A nomeação de dois conselheiros tutelares a mais e de dez sem a eleição prevista em lei, pela Prefeitura de Coari, levou o Ministério Público Estadual (MPE) a pedir a intervenção estadual no Município. O princípio do pedido é a necessidade de restabelecimento de princípio legal.
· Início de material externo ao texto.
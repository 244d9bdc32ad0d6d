use parse_display::{Display, FromStr};

use crate::{CatalogEntry, Item};


/// A user interaction against a [`Session`](crate::Session).
///
/// Positions are 1-based, as shown in the rendered lists.
#[derive(Display, FromStr, Debug, Clone, Copy, PartialEq, Eq)]
pub enum Command {
    #[display("add {0}")]
    Add(usize),
    #[display("remove {0}")]
    Remove(usize),
    #[display("show")]
    Show,
    #[display("json")]
    Json,
    #[display("help")]
    Help,
    #[display("quit")]
    Quit,
}

/// Parses one input line.
///
/// Returns `Ok(None)` for blank lines and `#` comments.
pub fn parse_line(line: &str) -> Result<Option<Command>, ParseCommandError> {
    let line = line.trim();
    if line.is_empty() || line.starts_with('#') {
        return Ok(None);
    }
    line.parse().map(Some).map_err(|_| ParseCommandError {
        line: line.to_string(),
    })
}

#[derive(Display, Debug, Clone, PartialEq, Eq)]
pub enum Reply {
    #[display("added {0}")]
    Added(CatalogEntry),
    #[display("removed {0}")]
    Removed(Item),
    #[display("{0}")]
    Render(String),
    #[display("{0}")]
    Json(String),
    #[display("commands: add <n>, remove <n>, show, json, help, quit")]
    Help,
    #[display("bye")]
    Quit,
}

#[derive(Display, Debug, Clone, Copy, PartialEq, Eq)]
#[display(style = "lowercase")]
pub enum View {
    Catalog,
    Cart,
}

#[non_exhaustive]
#[derive(Display, Debug, Clone, PartialEq, Eq)]
#[display("unknown command `{line}`, try `help`")]
pub struct ParseCommandError {
    pub line: String,
}

impl std::error::Error for ParseCommandError {}

#[derive(Display, Debug)]
pub enum CommandError {
    #[display("no {view} entry at position {position}")]
    UnknownPosition { view: View, position: usize },
    #[display("failed to serialize the cart: {0}")]
    Json(serde_json::Error),
}

impl std::error::Error for CommandError {
    fn source(&self) -> Option<&(dyn std::error::Error + 'static)> {
        match self {
            CommandError::UnknownPosition { .. } => None,
            CommandError::Json(e) => Some(e),
        }
    }
}
impl From<serde_json::Error> for CommandError {
    fn from(e: serde_json::Error) -> Self {
        CommandError::Json(e)
    }
}
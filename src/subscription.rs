use std::{
    mem::take,
    rc::{Rc, Weak},
};


/// Keeps a subscriber registered while it is alive.
///
/// Dropping a `Subscription` unregisters the subscriber.
#[must_use]
pub struct Subscription(RawSubscription);

impl Subscription {
    pub fn from_fn(f: impl FnOnce() + 'static) -> Self {
        Subscription(RawSubscription::Fn(Box::new(f)))
    }

    /// Calls `unsubscribe` on drop if `this` is still alive.
    pub fn from_weak_fn<T: 'static>(
        this: Weak<T>,
        unsubscribe: impl FnOnce(Rc<T>) + 'static,
    ) -> Self {
        Self::from_fn(move || {
            if let Some(this) = this.upgrade() {
                unsubscribe(this)
            }
        })
    }
}
impl Drop for Subscription {
    fn drop(&mut self) {
        match take(&mut self.0) {
            RawSubscription::Empty => {}
            RawSubscription::Fn(f) => f(),
        }
    }
}

#[derive(Default)]
enum RawSubscription {
    #[default]
    Empty,
    Fn(Box<dyn FnOnce() + 'static>),
}
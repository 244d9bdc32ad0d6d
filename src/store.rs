use std::{
    cell::{Ref, RefCell},
    rc::Rc,
};

use parse_display::Display;
use serde::{Serialize, Serializer};
use slabmap::SlabMap;
use tracing::debug;

use crate::{Item, ItemId, Subscription};

#[cfg(test)]
mod tests;

/// A mutation applied to a [`CartStore`], delivered to every subscriber.
#[derive(Display, Debug, Clone, PartialEq, Eq)]
pub enum CartChange {
    /// `item` was appended and now sits at `index`.
    #[display("added {item} at {index}")]
    Added { index: usize, item: Item },

    /// Every item with `id` was removed. `count` is `0` when none matched.
    #[display("removed {count} of {id}")]
    Removed { id: ItemId, count: usize },
}

type Subscriber = Rc<dyn Fn(&CartStore, &CartChange)>;

/// Similar to `Rc<RefCell<Vec<Item>>>`, but notifies subscribers after every mutation.
///
/// Cloning a `CartStore` clones the handle. All clones share the same items.
#[derive(Clone)]
pub struct CartStore(Rc<CartStoreNode>);

struct CartStoreNode {
    items: RefCell<Vec<Item>>,
    subscribers: RefCell<SlabMap<Subscriber>>,
}

impl CartStore {
    /// Create an empty cart.
    pub fn new() -> Self {
        Self(Rc::new(CartStoreNode {
            items: RefCell::new(Vec::new()),
            subscribers: RefCell::new(SlabMap::new()),
        }))
    }

    /// Borrows the current items in insertion order.
    ///
    /// Panics if the cart is mutated while the returned reference is alive.
    pub fn items(&self) -> Ref<'_, [Item]> {
        Ref::map(self.0.items.borrow(), |items| items.as_slice())
    }

    /// Returns a copy of the current items.
    pub fn snapshot(&self) -> Vec<Item> {
        self.0.items.borrow().clone()
    }

    pub fn len(&self) -> usize {
        self.0.items.borrow().len()
    }

    pub fn is_empty(&self) -> bool {
        self.0.items.borrow().is_empty()
    }

    /// Appends `item` and notifies the subscribers.
    ///
    /// Items with an id already present in the cart are appended as well.
    pub fn add(&self, item: Item) {
        let index = {
            let mut items = self.0.items.borrow_mut();
            items.push(item.clone());
            items.len() - 1
        };
        debug!(id = %item.id(), name = item.name(), index, "cart item added");
        self.notify(&CartChange::Added { index, item });
    }

    /// Removes every item whose id is `id` and notifies the subscribers.
    ///
    /// The subscribers are notified even if no item matched.
    pub fn remove(&self, id: ItemId) {
        let (count, len) = {
            let mut items = self.0.items.borrow_mut();
            let old_len = items.len();
            items.retain(|item| item.id() != id);
            (old_len - items.len(), items.len())
        };
        debug!(%id, count, len, "cart items removed");
        self.notify(&CartChange::Removed { id, count });
    }

    /// Registers `f` to be called synchronously after every mutation.
    ///
    /// Subscribers are called in slot order. Slots are assigned in registration order,
    /// and the slot of a dropped subscriber is reused by the next registration.
    pub fn subscribe(&self, f: impl Fn(&CartStore, &CartChange) + 'static) -> Subscription {
        let key = self.0.subscribers.borrow_mut().insert(Rc::new(f));
        Subscription::from_weak_fn(Rc::downgrade(&self.0), move |node| {
            node.subscribers.borrow_mut().remove(key);
        })
    }

    /// Returns `true` if both handles refer to the same cart.
    pub fn ptr_eq(this: &Self, other: &Self) -> bool {
        Rc::ptr_eq(&this.0, &other.0)
    }

    #[cfg(test)]
    pub(crate) fn subscriber_count(&self) -> usize {
        self.0.subscribers.borrow().len()
    }

    fn notify(&self, change: &CartChange) {
        // Subscribers added or dropped by a callback take effect from the next mutation.
        let subscribers: Vec<Subscriber> = self
            .0
            .subscribers
            .borrow()
            .iter()
            .map(|(_, s)| s.clone())
            .collect();
        for subscriber in subscribers {
            subscriber(self, change);
        }
    }
}
impl Default for CartStore {
    fn default() -> Self {
        Self::new()
    }
}
impl std::fmt::Debug for CartStore {
    fn fmt(&self, f: &mut std::fmt::Formatter<'_>) -> std::fmt::Result {
        match self.0.items.try_borrow() {
            Ok(items) => std::fmt::Debug::fmt(&*items, f),
            Err(_) => write!(f, "<borrowed>"),
        }
    }
}
impl Serialize for CartStore {
    fn serialize<S>(&self, serializer: S) -> Result<S::Ok, S::Error>
    where
        S: Serializer,
    {
        match self.0.items.try_borrow() {
            Ok(items) => items.serialize(serializer),
            Err(_) => Err(serde::ser::Error::custom("borrowed")),
        }
    }
}
use ulid::Ulid;

use crate::model::*;

use super::directory::ensure_owner_or_admin;
use super::lifecycle::Actor;
use super::{Engine, EngineError};

/// Whose bookings to list.
#[derive(Debug, Clone, Copy, PartialEq, Eq)]
pub enum BookingFilter {
    Spot(Ulid),
    Driver(Ulid),
    Homeowner(Ulid),
}

impl Engine {
    /// A single booking, visible to its parties and admins.
    pub async fn booking(&self, caller_id: Ulid, booking_id: Ulid) -> Result<Booking, EngineError> {
        let caller = self.caller(&caller_id)?;
        let spot_id = self
            .store
            .spot_for_entity(&booking_id)
            .ok_or(EngineError::NotFound(booking_id))?;
        let shard = self.spot_shard(&spot_id)?;
        let guard = shard.read().await;
        let booking = guard
            .booking(booking_id)
            .ok_or(EngineError::NotFound(booking_id))?;
        Actor::for_booking(&caller, booking)?;
        Ok(booking.clone())
    }

    /// Bookings ordered by start. A spot's bookings are for its owner; a
    /// driver's or homeowner's are for that user. Admins see everything.
    pub async fn bookings(&self, caller_id: Ulid, filter: BookingFilter) -> Result<Vec<Booking>, EngineError> {
        let caller = self.caller(&caller_id)?;
        let is_admin = caller.role == Role::Admin;

        let (user_id, by_driver) = match filter {
            BookingFilter::Spot(spot_id) => {
                let shard = self.spot_shard(&spot_id)?;
                let guard = shard.read().await;
                ensure_owner_or_admin(&caller, &guard.spot)?;
                return Ok(guard.bookings.clone());
            }
            BookingFilter::Driver(id) => (id, true),
            BookingFilter::Homeowner(id) => (id, false),
        };
        if !is_admin && user_id != caller.id {
            return Err(EngineError::Forbidden("cannot list another user's bookings"));
        }

        let mut found = Vec::new();
        for spot_id in self.store.spot_ids() {
            let Some(shard) = self.store.get_spot(&spot_id) else {
                continue;
            };
            let guard = shard.read().await;
            found.extend(
                guard
                    .bookings
                    .iter()
                    .filter(|b| if by_driver { b.driver_id == user_id } else { b.homeowner_id == user_id })
                    .cloned(),
            );
        }
        found.sort_by_key(|b| (b.span.start, b.id));
        Ok(found)
    }

    /// Money movements for a booking, oldest first. Parties and admins only.
    pub async fn transactions(&self, caller_id: Ulid, booking_id: Ulid) -> Result<Vec<Transaction>, EngineError> {
        let caller = self.caller(&caller_id)?;
        let spot_id = self
            .store
            .spot_for_entity(&booking_id)
            .ok_or(EngineError::NotFound(booking_id))?;
        let shard = self.spot_shard(&spot_id)?;
        let guard = shard.read().await;
        let booking = guard
            .booking(booking_id)
            .ok_or(EngineError::NotFound(booking_id))?;
        Actor::for_booking(&caller, booking)?;
        Ok(guard
            .transactions
            .iter()
            .filter(|t| t.booking_id == Some(booking_id))
            .cloned()
            .collect())
    }

    pub fn notifications(&self, caller_id: Ulid) -> Result<Vec<Notification>, EngineError> {
        let caller = self.caller(&caller_id)?;
        Ok(self.notify.list(&caller.id))
    }

    pub fn mark_notification_read(&self, caller_id: Ulid, notification_id: Ulid) -> Result<(), EngineError> {
        let caller = self.caller(&caller_id)?;
        if self.notify.mark_read(&caller.id, &notification_id) {
            Ok(())
        } else {
            Err(EngineError::NotFound(notification_id))
        }
    }
}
Igson Monteiro da Silva (na foto ligando o botão do Luz para Todos, em comunidade rural de Coari) está interino no cargo, mas será atingido pela intervenção. Foto: http://coariemdestaque.blogspot.com.br
A intervenção, assinada pelo Procurador Geral de Justiça do Amazonas, Francisco Cruz, atinge a administração que é tocada, em exercício, pelo vice-prefeito Igson Monteiro da Silva. Ele é padre redentorista e está no cargo devido à prisão, em Manaus, do titular, Adail Pinheiro, acusado em diversos casos de pedofilia.
O pedido deverá ser apreciado pelo desembargador Rafael Romano, que se tornou prevento no Tribunal de Justiça do Amazonas (TJAM) para questões relacionadas a Coari. A defesa de Adail Pinheiro tenta tirá-lo do julgamento de processos relacionados ao prefeito afastado.